Centos – Force time to stay put

For this answer, I'll assume that there may be several elements working hard to set your time straight. Since I don't really want to wild-guess about which one is working against you, I'll try and give you an answer which should help you find it yourself instead.

On a UNIX system, the clock can typically be set using the stime system call. As things evolved, it also became possible to set the clocks more accurately using the clock_settime call instead. You might also come accross settimeofday. When running date --set on a CentOS machine, strace revealed that it used clock_settime.

Knowing this, a solution would be to trace these system calls. Good thing is, Linux has a mechanism for that: debugfs. On my system, calling mount, I can see that this is available at /sys/kernel/debug :

$ mount
none on /sys/kernel/debug type debugfs (rw)
...

However, on some systems (including RedHat and probably CentOS), it isn't mounted at boot time. You'll therefore need to run...
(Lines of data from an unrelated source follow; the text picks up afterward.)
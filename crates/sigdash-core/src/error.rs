//! Error types for sigdash-core.

use thiserror::Error;

/// Core error types.
#[derive(Debug, Error, Clone, PartialEq, Eq)]
pub enum CoreError {
    /// A snapshot entry or push payload could not be normalized.
    #[error("Invalid record: {0}")]
    InvalidRecord(String),

    #[error("Invalid mode: {0}")]
    InvalidMode(String),
}

/// Result type alias for core operations.
pub type Result<T> = std::result::Result<T, CoreError>;
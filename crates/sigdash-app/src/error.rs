//! Application error types.

use thiserror::Error;

#[derive(Debug, Error)]
pub enum AppError {
    #[error("Configuration error: {0}")]
    Config(String),

    #[error("API error: {0}")]
    Api(#[from] sigdash_api::ApiError),

    #[error("Sync error: {0}")]
    Sync(#[from] sigdash_sync::SyncError),

    #[error("Telemetry error: {0}")]
    Telemetry(#[from] sigdash_telemetry::TelemetryError),

    #[error("IO error: {0}")]
    Io(#[from] std::io::Error),
}

pub type AppResult<T> = Result<T, AppError>;
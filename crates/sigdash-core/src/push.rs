//! Messages delivered by the push transport to the sync loop.

use serde::Serialize;
use serde_json::Value;
use std::fmt;

/// Push subscription status as seen by the transport.
#[derive(Debug, Clone, Copy, PartialEq, Eq, Default, Serialize)]
#[serde(rename_all = "snake_case")]
pub enum PushStatus {
    #[default]
    Disconnected,
    Connecting,
    Connected,
    Reconnecting,
}

impl fmt::Display for PushStatus {
    fn fmt(&self, f: &mut fmt::Formatter<'_>) -> fmt::Result {
        match self {
            Self::Disconnected => write!(f, "disconnected"),
            Self::Connecting => write!(f, "connecting"),
            Self::Connected => write!(f, "connected"),
            Self::Reconnecting => write!(f, "reconnecting"),
        }
    }
}

/// Event forwarded from the push transport.
#[derive(Debug, Clone, PartialEq)]
pub enum PushEvent {
    /// A `new_signal` payload, not yet normalized.
    Signal(Value),
    /// Transport status change.
    Status(PushStatus),
}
# mount -t debugfs nodev /sys/kernel/debug

Also note that if you were in that directory before mounting, you might have to go out and back in before files start to appear in it.

Now we're ready to go. Let's enable the trace for our systems calls. I'm tracing all of them because I don't really want to check which one is really being used. Tracing for system calls can be set in /sys/kernel/debug/tracing/events/syscalls. In this directory, you should find...

sys_enter_stime
sys_enter_clock_settime
sys_enter_settimeofday

... depending on what's available on your system.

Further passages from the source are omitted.